PWMU.CO – Islam dan Katolik soal Pertobatan dan Dosa Tak Sengaja dibahas pada Sarasehan Kebangsaan bertema “Puasa dalam Berbagai Agama“, Senin (3/5/2021).
Dalam pertemuan virtual siang itu, hadir enam pemantik yang mewakili masing-masing agama. Tak ketinggalan, Ketua Umum Dewan Nasional Pergerakan Indonesia Maju (DN PIM) Prof M Din Syamsuddin selaku penyelenggara juga hadir.
Bermula saat Aria Satriadi, salah satu peserta, mengajukan pertanyaan di kolom komentar Zoom Cloud Meetings, “Apakah berdosa pada saat puasa melihat sesuatu yang terlarang—padahal tidak diniatkan, muncul sendiri—waktu browsing di internet?”
Maka, wakil agama Islam dan Katolik yang hadir menyampaikan pandangan dari agamanya.
Perspektif Islam
Amirah Nahrawi, pemantik wakil agama Islam, menyatakan yang dinilai dosa dalam Islam adalah perilaku sengaja. “Apabila tiba-tiba atau tanpa sengaja datang iklan tidak sebaiknya ditonton, muncul begitu saja, itu tidak dinilai dosa dalam Islam,” ungkapnya.
Waktu pertama masih dalam hati, lanjutnya, Allah masih menunggu: dilakukan atau tidak. “Ketika kita melakukannya, maka baru dicatat oleh Allah (sebagai dosa),” kata dia.
Amirah menekankan, apapun yang tidak manusia sengaja, Allah tidak mencatatnya karena Allah maha adil.
Fadhillah Suralaga, Anggota Dewan Nasional Pergerakan Indonesia Maju sekaligus moderator, berpendapat, “Kalau melihat sekilas tidak dosa, tapi kalau lihat kedua-ketiga kali, mungkin iya, karena sudah sengaja.”
Perspektif Katolik
Puspitasari—aktivis awam Katolik—yakin, dalam tradisi umat beragama, puasa itu sarana untuk semakin mendekatkan diri dengan Tuhan. “Secara spesifik, dalam ajaran Katolik, puasa jadi mekanisme pertobatan,” ungkapnya.
Bicara puasa dan pantang dalam rangka pertobatan, lanjutnya, jika melihat yang terlarang dan merasa berdosa maka gereja Katolik mendorong untuk bertobat.
Menurutnya, hal ini bukan sekadar dilakukan pada bulan puasa. “Pada masa-masa lain pun ketika melihat hal-hal yang kita tau itu sesuatu yang tidak pantas, tentu kita didorong melakukan pertaubatan,” tuturnya.

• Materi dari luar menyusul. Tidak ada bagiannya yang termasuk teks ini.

//! Plugin registry storage

use std::sync::Arc;

use super::{LabelSelector, Plugin};
use crate::artifact::ConfigMergers;

/// Label naming the deployment target a plugin generates for.
pub const TARGET_LABEL: &str = "target";

/// Ordered collection of plugins available to a pipeline run.
///
/// Iteration follows registration order; the pipeline relies on it for
/// exclusive consumption.
#[derive(Clone, Default)]
pub struct PluginRegistry {
    plugins: Vec<Arc<dyn Plugin>>,
}

impl PluginRegistry {
    /// Create a new empty registry.
    pub fn new() -> Self {
        Self::default()
    }

    /// Create a registry pre-populated with the built-in plugins.
    pub fn with_builtins() -> Self {
        let mut registry = Self::new();
        for plugin in super::builtins::builtin_plugins() {
            registry.register(plugin);
        }
        registry
    }

    /// Register a plugin. A plugin with the same name is replaced in place.
    pub fn register(&mut self, plugin: Arc<dyn Plugin>) {
        match self.plugins.iter_mut().find(|p| p.name() == plugin.name()) {
            Some(slot) => *slot = plugin,
            None => self.plugins.push(plugin),
        }
    }

    pub fn get(&self, name: &str) -> Option<&Arc<dyn Plugin>> {
        self.plugins.iter().find(|p| p.name() == name)
    }

    pub fn contains(&self, name: &str) -> bool {
        self.get(name).is_some()
    }

    pub fn len(&self) -> usize {
        self.plugins.len()
    }

    pub fn is_empty(&self) -> bool {
        self.plugins.is_empty()
    }

    /// Plugin names in registration order.
    pub fn names(&self) -> Vec<&str> {
        self.plugins.iter().map(|p| p.name()).collect()
    }

    pub fn iter(&self) -> impl Iterator<Item = &Arc<dyn Plugin>> {
        self.plugins.iter()
    }

    /// Plugins whose labels satisfy `selector`.
    pub fn select(&self, selector: &LabelSelector) -> PluginRegistry {
        self.filtered(|p| selector.matches(&p.contract().labels))
    }

    /// Plugins usable for `target`: those without a target label plus those
    /// labelled with exactly this target.
    pub fn for_target(&self, target: &str) -> PluginRegistry {
        self.filtered(|p| {
            p.contract()
                .labels
                .get(TARGET_LABEL)
                .is_none_or(|t| t == target)
        })
    }

    /// Plugins that consume `kind`, in registration order.
    pub fn consumers_of(&self, kind: &str) -> Vec<&Arc<dyn Plugin>> {
        self.plugins
            .iter()
            .filter(|p| p.contract().consumption(kind).is_some())
            .collect()
    }

    /// Typed config mergers contributed by all plugins.
    pub fn config_mergers(&self) -> ConfigMergers {
        let mut mergers = ConfigMergers::new();
        for plugin in &self.plugins {
            plugin.config_mergers(&mut mergers);
        }
        mergers
    }

    fn filtered(&self, keep: impl Fn(&dyn Plugin) -> bool) -> PluginRegistry {
        PluginRegistry {
            plugins: self
                .plugins
                .iter()
                .filter(|p| keep(Arc::as_ref(p)))
                .cloned()
                .collect(),
        }
    }
}

impl std::fmt::Debug for PluginRegistry {
    fn fmt(&self, f: &mut std::fmt::Formatter<'_>) -> std::fmt::Result {
        f.debug_list().entries(self.names()).finish()
    }
}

Dia menerangkan, artinya, puasa dalam bulan Ramadhan menjadi salah satu ruang belajar menahan diri. “Bulan Ramadhan itu menjadi semacam titik awal pertaubatan pada bulan-bulan selanjutnya,” jelas dia.
Puspitasari berkaca pada ajaran Katolik, di mana masa pra-Paskah menjadi semacam titik awal pertaubatan seseorang. Kemudian, mendorong orang itu terus-menerus sadar bahwa dirinya berdosa biarpun cuma mengintip sedikit.
Tapi, orang itu sepenuhnya sadar telah melakukan hal yang salah. “Lalu, didorong terus taubat dan tobat,” ungkapnya.
Akhirnya, lanjutnya, puasa yang mereka lakukan dalam masa pra-Paskah bukan hanya jadi gerakan ritual yang sifatnya hanya formalistik. Melainkan ada dorongan untuk melakukan petaubatan terus-menerus.
Persamaan
Fadhillah—panggilan akrab Fadhillah Suralaga—membenarkan. Puasa di bulan Ramadhan memang dianggap sebagai masa belajar. “Tapi belajar bukan berarti belajar nggak bisa-bisa,” tegasnya.
Menurut dia, seharusnya implementasi dari hasil pengendalian diri itu diaplikasikan pada hari-hari selanjutnya, selama 11 bulan kemudian.
Fadhillah juga menerangkan, mekanisme pertobatan dalam Islam ketika melakukan sesuatu yang dilarang. Yaitu ber-istighfar atau memohon ampun kepada Tuhan dan setelah itu meninggalkan perbuatan yang dilarang itu.